Social life and interactions - The presence of a kidney stent should not significantly affect your social life. Symptoms such as, increased frequency and urgency of urination, may require that a patient use public toilets more frequently, while taking part in outdoor activities. Occasionally, a little extra help may be needed from family members or colleagues, because of any pain or tiredness experienced.
Sex - Few patients experience discomfort during sexual activities. Occasionally the side effects associated with the stent may reduce sexual desire. If a patient has a ureteric stent with a thread coming outside the body through the urethra, sexual activities may be difficult. Care will also be required so as not to dislodge the thread, which could in turn displace the stent.
Thankfully, most patients only have to put up with these inconveniences for a short period of time. Once the underlying condition is resolved and the ureter is sufficiently healed, the stent can be removed and life returns to full normalcy.
It is essential for patients with a ureteric stent to drink at least 1.5 to 2 liters of fluids (mainly water) every day. This will help to minimize the risk of infection and will reduce the amount of blood in the urine. It will also help with the treatment of kidney stones.

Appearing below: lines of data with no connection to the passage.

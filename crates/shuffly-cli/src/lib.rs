//! Shuffly command-line front end
//!
//! Wraps the engine's [`ShuffleSession`](shuffly_engine::ShuffleSession)
//! with configuration loading, a JSON state file and `clap` subcommands.

pub mod cli;
pub mod commands;
pub mod config;
pub mod store;
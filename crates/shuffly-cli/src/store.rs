//! JSON state file: the event snapshot plus the session's own settings.
//!
//! ```text
//! {
//!   "snapshot": { "data_version": 2, ... },
//!   "settings": { "group_count": 3 },
//!   "display": { "format": "name_count_break" },
//!   "fixed_order": ["1: Alice"],
//!   "roles": ["Host", "Scribe"]
//! }
//! ```

use std::fs;
use std::path::Path;

use anyhow::{Context, Result};
use rand::Rng;
use serde::{Deserialize, Serialize};
use shuffly_engine::{DisplayOptions, EventSnapshot, GroupSettings, ShuffleSession};
use tracing::{debug, info};

use crate::config::ShufflyConfig;

/// Everything persisted between CLI invocations
#[derive(Debug, Clone, PartialEq, Serialize, Deserialize)]
pub struct StateFile {
    /// Kept as raw JSON so a bad snapshot degrades to an empty event
    /// instead of failing the whole file
    #[serde(default)]
    pub snapshot: serde_json::Value,
    #[serde(default)]
    pub settings: GroupSettings,
    #[serde(default)]
    pub display: DisplayOptions,
    #[serde(default, skip_serializing_if = "Vec::is_empty")]
    pub fixed_order: Vec<String>,
    #[serde(default, skip_serializing_if = "Vec::is_empty")]
    pub roles: Vec<String>,
}

impl StateFile {
    /// Fresh state using the configured defaults
    pub fn new(config: &ShufflyConfig) -> Self {
        Self {
            snapshot: serde_json::Value::Null,
            settings: config.settings.clone(),
            display: config.display.clone(),
            fixed_order: Vec::new(),
            roles: Vec::new(),
        }
    }

    /// Read the state file at `path`, or start fresh when it does not exist
    pub fn load(path: &Path, config: &ShufflyConfig) -> Result<Self> {
        if !path.exists() {
            debug!(path = %path.display(), "No state file yet, starting fresh");
            return Ok(Self::new(config));
        }
        let content = fs::read_to_string(path)
            .with_context(|| format!("Failed to read state file {}", path.display()))?;
        let state: Self = serde_json::from_str(&content)
            .with_context(|| format!("Failed to parse state file {}", path.display()))?;
        Ok(state)
    }

    /// Write the state file, creating parent directories as needed
    pub fn save(&self, path: &Path) -> Result<()> {
        if let Some(parent) = path.parent().filter(|p| !p.as_os_str().is_empty()) {
            fs::create_dir_all(parent)
                .with_context(|| format!("Failed to create {}", parent.display()))?;
        }
        let json = serde_json::to_string_pretty(self).context("Failed to serialize state")?;
        fs::write(path, json)
            .with_context(|| format!("Failed to write state file {}", path.display()))?;
        info!(path = %path.display(), "State saved");
        Ok(())
    }

    /// Stored snapshot; unreadable snapshots come back empty
    pub fn event(&self) -> EventSnapshot {
        if self.snapshot.is_null() {
            return EventSnapshot::default();
        }
        EventSnapshot::from_json_or_default(&self.snapshot.to_string())
    }

    /// Session continuing this state
    pub fn into_session<R: Rng>(self, rng: R) -> ShuffleSession<R> {
        let mut session = ShuffleSession::from_snapshot(&self.event(), rng);
        session.set_settings(self.settings);
        session.set_display_options(self.display);
        session.set_fixed_order(self.fixed_order);
        session.set_roles(self.roles);
        session
    }

    /// Capture a session's current state
    pub fn from_session<R: Rng>(session: &ShuffleSession<R>) -> Result<Self> {
        let snapshot =
            serde_json::to_value(session.snapshot()).context("Failed to encode snapshot")?;
        Ok(Self {
            snapshot,
            settings: session.settings().clone(),
            display: session.display_options().clone(),
            fixed_order: session.fixed_order().to_vec(),
            roles: session.roles().to_vec(),
        })
    }
}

Any patient with a stent who experiences bothersome pain can take painkillers for relief, on the advice of a doctor. If the stent has a thread coming down from the urethra and extends outside the body, then extra care should be taken, to avoid dislodging the thread.
If you have a kidney stent or are about to have one inserted, you should talk to your doctor about all the implications, including side effects and restriction of any activities. Check with your doctor, immediately, if you experience any severe symptoms or if the stent gets dislodged or falls out.